━━━━━ Source material

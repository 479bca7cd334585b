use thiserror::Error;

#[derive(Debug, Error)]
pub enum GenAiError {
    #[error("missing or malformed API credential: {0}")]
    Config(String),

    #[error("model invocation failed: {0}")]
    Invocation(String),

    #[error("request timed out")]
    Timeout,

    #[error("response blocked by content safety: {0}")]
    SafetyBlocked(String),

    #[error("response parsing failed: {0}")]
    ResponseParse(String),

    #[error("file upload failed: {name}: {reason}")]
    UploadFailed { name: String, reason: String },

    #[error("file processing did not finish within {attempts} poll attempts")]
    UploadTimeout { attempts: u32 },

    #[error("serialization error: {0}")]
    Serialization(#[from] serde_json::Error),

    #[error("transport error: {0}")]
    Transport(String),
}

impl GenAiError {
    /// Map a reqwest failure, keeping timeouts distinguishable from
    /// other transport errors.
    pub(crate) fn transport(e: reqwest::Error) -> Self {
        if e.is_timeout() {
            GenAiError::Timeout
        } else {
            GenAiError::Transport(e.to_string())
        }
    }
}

━━━━━━━━━━

*Brief*: Please transcribe the lines from the one containing "other transport errors." through the last line of the records. Include both ends and nothing else.

*The completed task*:
    /// other transport errors.
    pub(crate) fn transport(e: reqwest::Error) -> Self {
        if e.is_timeout() {
            GenAiError::Timeout
        } else {
            GenAiError::Transport(e.to_string())
        }
    }
}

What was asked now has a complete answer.